- **What the task requires**
From the line containing "use super::*;" down to the final entry below, restate each line word for word.

====== Study material

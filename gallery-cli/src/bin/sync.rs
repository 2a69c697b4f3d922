use clap::Parser;
use core_runtime::events::EventBus;
use std::process::ExitCode;
use std::sync::Arc;
use tracing::{error, info};

/// Mirror the configured Google Drive folder once and publish videos.json.
#[derive(Parser)]
#[command(name = "sync", version)]
struct Cli {
    /// Delete local videos that are no longer in the remote folder
    #[arg(long)]
    cleanup: bool,
}

#[tokio::main]
async fn main() -> ExitCode {
    let cli = Cli::parse();

    if let Err(e) = gallery_cli::init() {
        eprintln!("Error: {e:#}");
        return ExitCode::FAILURE;
    }

    let pipeline = match gallery_cli::bootstrap(Arc::new(EventBus::default())).await {
        Ok(pipeline) => pipeline,
        Err(e) => {
            error!("{:#}", e);
            return ExitCode::FAILURE;
        }
    };

    match pipeline.run(cli.cleanup).await {
        Ok(report) if report.is_demo() => {
            info!("Published {} local videos in demo mode", report.manifest.count);
        }
        Ok(report) => info!("Published {} videos", report.manifest.count),
        Err(e) => error!("Sync did not complete: {}", e),
    }

    ExitCode::SUCCESS
}

#[cfg(test)]
mod tests {
    use super::*;
    use clap::CommandFactory;

    #[test]
    fn test_cli_definition() {
        Cli::command().debug_assert();
    }

    #[test]
    fn test_cleanup_flag() {
        assert!(Cli::parse_from(["sync", "--cleanup"]).cleanup);
        assert!(!Cli::parse_from(["sync"]).cleanup);
        assert!(Cli::try_parse_from(["sync", "--demo"]).is_err());
    }
}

============

- **Exercise result**
    use super::*;
    use clap::CommandFactory;

    #[test]
    fn test_cli_definition() {
        Cli::command().debug_assert();
    }

    #[test]
    fn test_cleanup_flag() {
        assert!(Cli::parse_from(["sync", "--cleanup"]).cleanup);
        assert!(!Cli::parse_from(["sync"]).cleanup);
        assert!(Cli::try_parse_from(["sync", "--demo"]).is_err());
    }
}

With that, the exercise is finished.